HDL cholesterol is known as “good” cholesterol because it helps take cholesterol away from the walls of arteries and back to the liver to be broken down and removed from the body. This lowers the risk of heart disease.
How is high cholesterol diagnosed?
People are afraid of cholesterol because it is a key factor in diagnosing high cholesterol. Medically, high cholesterol is diagnosed using the following guidelines:
If one or more of the following values are above the limit, a doctor may diagnose high cholesterol:
– Total cholesterol ≥ 5.2 mmol/L (200 mg/dL)
– LDL cholesterol ≥ 3.4 mmol/L (130 mg/dL)
– Triglycerides ≥ 1.7 mmol/L (150 mg/dL)
– HDL cholesterol < 1.0 mmol/L (for men) or < 1.3 mmol/L (for women)
Can we eat too many eggs?
Eggs are very nutritious, full of high-quality protein, vitamins, minerals, and antioxidants. The protein in eggs contains all the essential amino acids the body needs, which is good for keeping muscle mass and supporting the immune system. Eggs are also rich in B vitamins, vitamin D, and vitamin A, which are important for metabolism, bone health, and vision. They also contain antioxidants like lutein and zeaxanthin, which protect the eyes and lower the risk of macular degeneration and cataracts.
When talking about whether it’s okay to eat a lot of eggs and if they affect cholesterol, we need to understand how cholesterol is made. Cholesterol is mainly produced by the liver and comes from food. Studies have shown that dietary cholesterol has little effect on blood cholesterol levels. For most people, eating cholesterol-rich food doesn’t raise their blood cholesterol by much.

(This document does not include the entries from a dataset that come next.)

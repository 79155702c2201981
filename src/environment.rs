use log::trace;
use thiserror::Error;

use crate::primitives;
use crate::source::Span;
use crate::types::{Node, PrimitiveFunc};
use std::cell::RefCell;
use std::collections::{HashMap, HashSet};
use std::fmt;
use std::rc::Rc;

/// How many arguments a procedure accepts.
#[derive(Debug, Clone, Copy, PartialEq, Eq)]
pub enum Arity {
    Exactly(usize),
    AtLeast(usize),
    Between(usize, usize),
}

impl Arity {
    pub fn accepts(self, count: usize) -> bool {
        match self {
            Arity::Exactly(n) => count == n,
            Arity::AtLeast(n) => count >= n,
            Arity::Between(min, max) => (min..=max).contains(&count),
        }
    }
}

impl fmt::Display for Arity {
    fn fmt(&self, f: &mut fmt::Formatter<'_>) -> fmt::Result {
        match self {
            Arity::Exactly(n) => write!(f, "exactly {}", n),
            Arity::AtLeast(n) => write!(f, "at least {}", n),
            Arity::Between(min, max) => write!(f, "between {} and {}", min, max),
        }
    }
}

// --- Environment Error ---
#[derive(Debug, Clone, PartialEq, Error)]
pub enum EnvError {
    #[error("Unbound symbol: '{0}'")]
    UnboundSymbol(String, Span), // Symbol name, span where lookup happened
    #[error("'{name}' expects {expected} arguments, got {found}")]
    ArityMismatch {
        name: String,
        expected: Arity,
        found: usize,
        span: Span,
    },
}

impl EnvError {
    pub fn span(&self) -> Span {
        match self {
            EnvError::UnboundSymbol(_, span) => *span,
            EnvError::ArityMismatch { span, .. } => *span,
        }
    }
}

// --- Environment Definition ---

#[derive(Debug)]
pub struct Environment {
    // Rc<RefCell<...>> gives shared ownership for closures and mutation for `set`.
    outer: Option<Rc<RefCell<Environment>>>,
    bindings: HashMap<String, Node>, // Maps symbol names to values
}

impl Environment {
    /// Creates a new, top-level (global) environment.
    pub fn new() -> Rc<RefCell<Self>> {
        Rc::new(RefCell::new(Environment {
            outer: None,
            bindings: HashMap::new(),
        }))
    }

    /// Creates the root environment holding every built-in procedure and constant.
    pub fn new_global_populated() -> Rc<RefCell<Environment>> {
        let env_ptr = Environment::new(); // Create empty global env
        {
            // Borrow mutably only inside this scope
            let mut env = env_ptr.borrow_mut();

            // --- Arithmetic & Comparison ---
            env.add_primitive("+", primitives::prim_add);
            env.add_primitive("-", primitives::prim_sub);
            env.add_primitive("*", primitives::prim_mul);
            env.add_primitive("/", primitives::prim_div);
            env.add_primitive("=", primitives::prim_equals);
            env.add_primitive("<", primitives::prim_less_than);
            env.add_primitive("<=", primitives::prim_less_than_or_equals);
            env.add_primitive(">", primitives::prim_greater_than);
            env.add_primitive(">=", primitives::prim_greater_than_or_equals);
            env.add_primitive("abs", primitives::prim_abs);
            env.add_primitive("min", primitives::prim_min);
            env.add_primitive("max", primitives::prim_max);
            env.add_primitive("round", primitives::prim_round);
            env.add_primitive("expt", primitives::prim_expt);

            // --- List Primitives ---
            env.add_primitive("car", primitives::prim_car);
            env.add_primitive("cdr", primitives::prim_cdr);
            env.add_primitive("cons", primitives::prim_cons);
            env.add_primitive("list", primitives::prim_list);
            env.add_primitive("length", primitives::prim_length);
            env.add_primitive("append", primitives::prim_append);

            // --- Predicates ---
            env.add_primitive("null?", primitives::prim_is_null);
            env.add_primitive("number?", primitives::prim_is_number);
            env.add_primitive("symbol?", primitives::prim_is_symbol);
            env.add_primitive("list?", primitives::prim_is_list);
            env.add_primitive("procedure?", primitives::prim_is_procedure);
            env.add_primitive("eq?", primitives::prim_is_eq);
            env.add_primitive("equal?", primitives::prim_is_equal);
            env.add_primitive("not", primitives::prim_not);

            // --- Control ---
            env.add_primitive("apply", primitives::prim_apply);
            env.add_primitive("map", primitives::prim_map);
            env.add_primitive("begin", primitives::prim_begin);
            env.add_primitive("print", primitives::prim_print);

            // --- Real-number library ---
            env.add_primitive("sin", primitives::prim_sin);
            env.add_primitive("cos", primitives::prim_cos);
            env.add_primitive("tan", primitives::prim_tan);
            env.add_primitive("asin", primitives::prim_asin);
            env.add_primitive("acos", primitives::prim_acos);
            env.add_primitive("atan", primitives::prim_atan);
            env.add_primitive("atan2", primitives::prim_atan2);
            env.add_primitive("sinh", primitives::prim_sinh);
            env.add_primitive("cosh", primitives::prim_cosh);
            env.add_primitive("tanh", primitives::prim_tanh);
            env.add_primitive("asinh", primitives::prim_asinh);
            env.add_primitive("acosh", primitives::prim_acosh);
            env.add_primitive("atanh", primitives::prim_atanh);
            env.add_primitive("exp", primitives::prim_exp);
            env.add_primitive("expm1", primitives::prim_expm1);
            env.add_primitive("log", primitives::prim_log);
            env.add_primitive("log10", primitives::prim_log10);
            env.add_primitive("log2", primitives::prim_log2);
            env.add_primitive("log1p", primitives::prim_log1p);
            env.add_primitive("sqrt", primitives::prim_sqrt);
            env.add_primitive("cbrt", primitives::prim_cbrt);
            env.add_primitive("pow", primitives::prim_pow);
            env.add_primitive("fabs", primitives::prim_fabs);
            env.add_primitive("fmod", primitives::prim_fmod);
            env.add_primitive("hypot", primitives::prim_hypot);
            env.add_primitive("copysign", primitives::prim_copysign);
            env.add_primitive("degrees", primitives::prim_degrees);
            env.add_primitive("radians", primitives::prim_radians);
            env.add_primitive("ceil", primitives::prim_ceil);
            env.add_primitive("floor", primitives::prim_floor);
            env.add_primitive("trunc", primitives::prim_trunc);
            env.add_primitive("factorial", primitives::prim_factorial);
            env.add_primitive("gcd", primitives::prim_gcd);
            env.add_primitive("lcm", primitives::prim_lcm);
            env.add_primitive("isqrt", primitives::prim_isqrt);
            env.add_primitive("isnan", primitives::prim_isnan);
            env.add_primitive("isinf", primitives::prim_isinf);
            env.add_primitive("isfinite", primitives::prim_isfinite);

            env.add_constant("pi", std::f64::consts::PI);
            env.add_constant("e", std::f64::consts::E);
            env.add_constant("tau", std::f64::consts::TAU);
            env.add_constant("inf", f64::INFINITY);
            env.add_constant("nan", f64::NAN);
        }
        env_ptr
    }

    /// Creates a new environment enclosed within an outer one.
    pub fn new_enclosed(outer_env: Rc<RefCell<Environment>>) -> Rc<RefCell<Self>> {
        Rc::new(RefCell::new(Environment {
            outer: Some(outer_env),
            bindings: HashMap::new(),
        }))
    }

    /// Creates the frame for one procedure call, binding `params` to `args`
    /// positionally. `name` and `call_span` are only used for error reporting.
    pub fn new_call_frame(
        params: &[String],
        args: Vec<Node>,
        outer_env: Rc<RefCell<Environment>>,
        name: &str,
        call_span: Span,
    ) -> Result<Rc<RefCell<Self>>, EnvError> {
        if params.len() != args.len() {
            return Err(EnvError::ArityMismatch {
                name: name.to_string(),
                expected: Arity::Exactly(params.len()),
                found: args.len(),
                span: call_span,
            });
        }
        let bindings = params.iter().cloned().zip(args).collect();
        Ok(Rc::new(RefCell::new(Environment {
            outer: Some(outer_env),
            bindings,
        })))
    }

    /// Defines a variable in the *current* environment frame.
    /// Replaces the value if the variable already exists in this frame.
    pub fn define(&mut self, name: String, value_node: Node) {
        self.bindings.insert(name, value_node);
    }

    /// Looks up a variable's value.
    /// Checks the current environment first, then walks up the outer environment chain.
    /// `lookup_span` is the location where the variable was referenced, used for error reporting.
    pub fn get(&self, name: &str, lookup_span: Span) -> Result<Node, EnvError> {
        if let Some(value_node) = self.bindings.get(name) {
            Ok(value_node.clone())
        } else {
            match &self.outer {
                Some(outer_env_ptr) => outer_env_ptr.borrow().get(name, lookup_span),
                None => Err(EnvError::UnboundSymbol(name.to_string(), lookup_span)),
            }
        }
    }

    /// Finds the innermost frame in the chain starting at `env` that binds `name`.
    pub fn lookup(
        env: &Rc<RefCell<Environment>>,
        name: &str,
        lookup_span: Span,
    ) -> Result<Rc<RefCell<Environment>>, EnvError> {
        let mut current = env.clone();
        loop {
            let outer = {
                let frame = current.borrow();
                if frame.bindings.contains_key(name) {
                    None
                } else {
                    match &frame.outer {
                        Some(outer) => Some(outer.clone()),
                        None => {
                            return Err(EnvError::UnboundSymbol(name.to_string(), lookup_span));
                        }
                    }
                }
            };
            match outer {
                Some(outer) => current = outer,
                None => {
                    trace!("found binding for '{}'", name);
                    return Ok(current);
                }
            }
        }
    }

    /// Sets the value of an *existing* variable in the environment chain.
    /// Searches outward from the current environment and updates the first frame
    /// where the variable is found. Errors if the variable is not defined.
    /// `set_span` is the location of the `set` expression.
    pub fn set(&mut self, name: &str, value_node: Node, set_span: Span) -> Result<(), EnvError> {
        if let Some(value_mut) = self.bindings.get_mut(name) {
            *value_mut = value_node;
            Ok(())
        } else {
            match &self.outer {
                Some(outer_env_ptr) => outer_env_ptr.borrow_mut().set(name, value_node, set_span),
                None => Err(EnvError::UnboundSymbol(name.to_string(), set_span)),
            }
        }
    }

    /// Whether this frame (ignoring outer frames) binds `name`.
    pub fn binds_locally(&self, name: &str) -> bool {
        self.bindings.contains_key(name)
    }

    /// Helper to add a primitive procedure to the environment.
    fn add_primitive(&mut self, name: &str, func: PrimitiveFunc) {
        let node = Node::new_primitive(func, name, Span::default());
        self.define(name.to_string(), node);
    }

    fn add_constant(&mut self, name: &str, value: f64) {
        self.define(name.to_string(), Node::new_real(value, Span::default()));
    }

    /// Gets the set of all identifiers visible from this environment
    pub fn get_identifiers(&self) -> HashSet<String> {
        let mut identifiers: HashSet<String> = self.bindings.keys().cloned().collect();
        if let Some(ref outer_env_ptr) = self.outer {
            identifiers.extend(outer_env_ptr.borrow().get_identifiers());
        }
        identifiers
    }
}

In conclusion, based on modern science, eggs are safe and healthy for most people when eaten in moderation. Eating 1-2 eggs a day won’t significantly raise blood cholesterol or increase the risk of heart disease for most people. However, people with diabetes, heart disease, or a genetic cholesterol condition should talk to their doctor to adjust their diet, including how many eggs they eat.
How can we balance cholesterol in the blood through diet?
The main dietary factors that affect blood cholesterol levels are saturated fats, trans fats, and unsaturated fats. Saturated fat is the main dietary factor that raises blood cholesterol, especially LDL cholesterol, increasing the risk of artery hardening, heart disease, and stroke. Trans fats not only raise LDL cholesterol but also lower HDL cholesterol, increasing the risk of heart disease. Unsaturated fats, on the other hand, help lower LDL cholesterol and can increase or maintain HDL cholesterol levels, which is good for heart health.
So, it’s clear that we should eat more unsaturated fats and less saturated and trans fats.
Common foods high in saturated fats include red meat, full-fat dairy products (like butter and cheese), butter, coconut oil, and palm oil. Foods high in trans fats include fried foods like French fries, pastries, cookies, and some margarines. Unsaturated fats are found in olive oil, canola oil, nuts, avocados, fish (like salmon and mackerel), flaxseed oil, walnuts, and soybean oil.
We should also eat more fiber, reduce sugar and refined carbs, and drink alcohol in moderation.